Volume of a unit hyper sphere of radius 1

Inspired by foundations of data science, the area of a circle is

\( \int_{x=-1}^{x=1}\int_{y=-\sqrt{1-x^2}}^{y=\sqrt{1-x^2}}dydx \)

This further extended to a sphere is

\(\ int_{x=-1}^{x=1}\int_{y=-\sqrt{1-x^2}}^{y=\sqrt{1-x^2}}\int_{z=-\sqrt{1-x^2-y^2}}^{z=\sqrt{1-x^2-y^2}}dzdydx \)

This when implemented via maxima is

(%i17) integrate(integrate(integrate(1, z, -sqrt(1-x^2-y^2), sqrt(1-x^2-y^2)),

        y, -sqrt(1-x^2), sqrt(1-x^2)), x, -1, 1);

Maxima goes on to ask if

"Is "(x-1)*(x+1)" positive or negative?"

For a circle this value is definitely negative and voila we get the answer as $4\pi/3$. Higher dimenisons lead to interesting results

For 4 dimensions, we use

integrate(integrate(integrate(integrate(1, x4, -sqrt(1-x1^2-x2^2-x3^2), 

          sqrt(1-x1^2-x2^2-x3^2)), x3, -sqrt(1-x1^2-x2^2), 

          sqrt(1-x1^2-x2^2)), x2, -sqrt(1-x1^2), sqrt(1-x1^2)), 

          x1, -1, 1);

and get the volume as $\pi^2/2$ as the answer which matches what the book predicts

Passive reaction: Computer Science has changed/changing

In their book Foundations of Data Science, the authors state in the preface that:

"Courses in theoretical computer science covered finite automata, regular expressions, context-free languages, and computability. In the 1970’s, the study of algorithms was added as an important component of theory. The emphasis was on making computers useful. Today, a fundamental change is taking place and the focus is more on a wealth of applications. There are many reasons for this change. The merging of computing and communications has played an important role. The enhanced ability to observe, collect, and store data in the natural sciences, in commerce, and in other fields calls for a change in our understanding of data and how to handle it in the modern setting. The emergence of the web and social networks as central aspects of daily life presents both opportunities and challenges for theory.

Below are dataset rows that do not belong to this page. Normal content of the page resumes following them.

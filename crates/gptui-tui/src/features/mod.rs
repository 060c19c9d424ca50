pub mod input;
pub mod statusline;
pub mod transcript;
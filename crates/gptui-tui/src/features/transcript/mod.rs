//! Conversation transcript.
//!
//! The transcript is rebuilt from `(history, scratch, streaming)` on every
//! frame. `render_lines` is pure, so the same inputs always produce the same
//! lines in history order.

mod scroll;
mod wrap;

use gptui_core::providers::{Message, Role};
pub use scroll::{ScrollMode, ScrollState};
pub use wrap::{wrap_chars, wrap_paragraphs, wrap_text};

pub const USER_LABEL: &str = "You";
pub const ASSISTANT_LABEL: &str = "ChatGPT";

/// Visual role of a transcript line.
#[derive(Debug, Clone, Copy, PartialEq, Eq)]
pub enum LineKind {
    Title,
    Hint,
    UserLabel,
    AssistantLabel,
    Body,
    Blank,
}

#[derive(Debug, Clone, PartialEq, Eq)]
pub struct TranscriptLine {
    pub kind: LineKind,
    pub text: String,
}

impl TranscriptLine {
    fn new(kind: LineKind, text: impl Into<String>) -> Self {
        Self {
            kind,
            text: text.into(),
        }
    }

    fn blank() -> Self {
        Self::new(LineKind::Blank, "")
    }
}

/// Lines shown before the first message.
pub fn welcome_lines(model: &str) -> Vec<TranscriptLine> {
    vec![
        TranscriptLine::new(LineKind::Title, "ChatGPT Terminal UI"),
        TranscriptLine::blank(),
        TranscriptLine::new(LineKind::Hint, format!("Model: {model}")),
        TranscriptLine::blank(),
        TranscriptLine::new(LineKind::Body, "Type a message and press Enter to send."),
    ]
}

/// Builds the transcript for `history` plus, while streaming, the scratch text.
///
/// System messages are not shown.
pub fn render_lines(
    history: &[Message],
    scratch: &str,
    streaming: bool,
    width: usize,
) -> Vec<TranscriptLine> {
    let mut lines = Vec::new();

    for message in history {
        let label = match message.role {
            Role::User => TranscriptLine::new(LineKind::UserLabel, USER_LABEL),
            Role::Assistant => TranscriptLine::new(LineKind::AssistantLabel, ASSISTANT_LABEL),
            Role::System => continue,
        };
        push_block(&mut lines, label, &message.content, width);
    }

    if streaming && !scratch.is_empty() {
        let label = TranscriptLine::new(LineKind::AssistantLabel, ASSISTANT_LABEL);
        push_block(&mut lines, label, scratch, width);
    }

    // Drop the separator after the last block
    if lines.last().is_some_and(|line| line.kind == LineKind::Blank) {
        lines.pop();
    }

    lines
}

fn push_block(lines: &mut Vec<TranscriptLine>, label: TranscriptLine, content: &str, width: usize) {
    lines.push(label);
    lines.extend(
        wrap_paragraphs(content.trim_end(), width)
            .into_iter()
            .map(|text| TranscriptLine::new(LineKind::Body, text)),
    );
    lines.push(TranscriptLine::blank());
}
//! OpenAI-compatible Chat Completions client.

use futures_util::StreamExt;
use futures_util::stream::BoxStream;
use tokio::sync::mpsc;

use super::sse::SseDataStream;
use super::types::{CompletionRequest, CompletionResponse, StreamChunk};
use crate::config::{ChatSettings, SamplingParams};
use crate::providers::shared::{ChatError, ChatResult, Message};
use crate::transport::{HttpRequest, HttpResponse, HttpTransport};

const CHAT_COMPLETIONS_PATH: &str = "/chat/completions";

/// Decoded stream events, in wire order.
pub type ChunkStream = BoxStream<'static, ChatResult<StreamChunk>>;

/// Chat Completions client. Cheap to clone.
#[derive(Debug, Clone)]
pub struct ChatClient {
    transport: HttpTransport,
    api_key: String,
    model: String,
    sampling: SamplingParams,
}

impl ChatClient {
    pub fn new(settings: &ChatSettings) -> Self {
        Self {
            transport: HttpTransport::new(&settings.base_url)
                .with_timeout(settings.request_timeout),
            api_key: settings.api_key.trim().to_string(),
            model: settings.model.clone(),
            sampling: settings.sampling,
        }
    }

    pub fn model(&self) -> &str {
        &self.model
    }

    /// Builds the request for the next turn.
    ///
    /// `text` is appended to a copy of `history`. The system prompt is
    /// prepended only when `history` is empty, so it is sent on the first
    /// turn and never repeated.
    pub fn build_request(
        &self,
        history: &[Message],
        text: &str,
        system_prompt: Option<&str>,
        stream: bool,
    ) -> CompletionRequest {
        let mut messages = Vec::with_capacity(history.len() + 2);
        if history.is_empty()
            && let Some(prompt) = system_prompt.filter(|p| !p.trim().is_empty())
        {
            messages.push(Message::system(prompt));
        }
        messages.extend_from_slice(history);
        messages.push(Message::user(text));

        CompletionRequest {
            model: self.model.clone(),
            messages,
            stream,
            temperature: self.sampling.temperature,
            top_p: self.sampling.top_p,
            max_tokens: self.sampling.max_tokens,
        }
    }

    /// Performs a non-streaming completion.
    ///
    /// # Errors
    /// Fails with `Auth` before any network call when no key is configured,
    /// `HttpStatus` on a non-200 response and `Decode` on a malformed body.
    pub async fn complete(&self, request: &CompletionRequest) -> ChatResult<CompletionResponse> {
        let response = self.post(request, false).await?;
        let body = response.text().await?;

        let parsed: CompletionResponse =
            serde_json::from_str(&body).map_err(|e| ChatError::decode(&e))?;
        tracing::debug!(
            choices = parsed.choices.len(),
            finish_reason = parsed.choices.first().and_then(|c| c.finish_reason.as_deref()),
            "completion received"
        );
        Ok(parsed)
    }

    /// Opens a streaming completion and returns its decoded events.
    ///
    /// # Errors
    /// Same failures as [`ChatClient::complete`] up to the response status.
    /// Decode and body errors arrive later as stream items.
    pub async fn stream_response(&self, request: &CompletionRequest) -> ChatResult<ChunkStream> {
        let response = self.post(request, true).await?;
        Ok(SseDataStream::new(response.bytes_stream()).boxed())
    }

    /// Streams a completion into `tx`, one message per event.
    ///
    /// Returns after the `[DONE]` sentinel, at the end of the body, or at the
    /// first error. A closed receiver ends the call with `Cancelled`.
    ///
    /// # Errors
    /// Any error from [`ChatClient::stream_response`] or from the stream itself.
    pub async fn stream(
        &self,
        request: &CompletionRequest,
        tx: mpsc::Sender<StreamChunk>,
    ) -> ChatResult<()> {
        let mut events = self.stream_response(request).await?;
        let mut delivered = 0usize;

        while let Some(event) = events.next().await {
            let chunk = event?;
            if tx.send(chunk).await.is_err() {
                tracing::debug!(delivered, "stream receiver dropped");
                return Err(ChatError::Cancelled);
            }
            delivered += 1;
        }

        tracing::debug!(delivered, "stream finished");
        Ok(())
    }

    async fn post(&self, request: &CompletionRequest, streaming: bool) -> ChatResult<HttpResponse> {
        if self.api_key.is_empty() {
            return Err(ChatError::Auth);
        }

        let mut http_request = HttpRequest::post(CHAT_COMPLETIONS_PATH)
            .header("Content-Type", "application/json")
            .header("Authorization", format!("Bearer {}", self.api_key));
        if streaming {
            http_request = http_request
                .header("Accept", "text/event-stream")
                .header("Cache-Control", "no-cache")
                .header("Connection", "keep-alive")
                .streaming();
        }
        let http_request = http_request.json(request).map_err(|e| ChatError::decode(&e))?;

        let response = self.transport.send(http_request).await?;
        let status = response.status();
        if status != 200 {
            let body = response.text().await.unwrap_or_default();
            tracing::warn!(status, "chat completion request failed");
            return Err(ChatError::http_status(status, body));
        }
        if streaming {
            let content_type = response
                .headers()
                .get("content-type")
                .and_then(|value| value.to_str().ok())
                .unwrap_or_default();
            tracing::debug!(content_type, "stream opened");
        }

        Ok(response)
    }
}
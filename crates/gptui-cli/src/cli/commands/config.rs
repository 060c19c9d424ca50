//! Config command handlers.

use anyhow::Result;
use gptui_core::config;

pub fn path() {
    println!("{}", config::paths::config_path().display());
}

pub fn init() -> Result<()> {
    let config_path = config::paths::config_path();
    config::Config::init(&config_path)?;
    println!("Created config at {}", config_path.display());
    Ok(())
}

While traditional areas of computer science remain highly important, increasingly researchers of the future will be involved with using computers to understand and extract usable information from massive data arising in applications, not just how to make computers useful on specific well-defined problems. With this in mind we have written this book to cover the theory we expect to be useful in the next 40 years, just as an under standing of automata theory, algorithms, and related topics gave students an advantage in the last 40 years. One of the major changes is an increase in emphasis on probability, statistics, and numerical methods.
...

Modern data in diverse fields such as information processing, search, and machine learning is often advantageously represented as vectors with a large number of components"

Sounds like I am a student of the past that focused more on Automata Theory and algorithms (traditional) in the past. I am yet to catch up with the mentioned emergence and opportunities topics. Time to learn new things, but it's going to be tricky to do it by myself, but I am glad to see someone thinking of the next 40 years.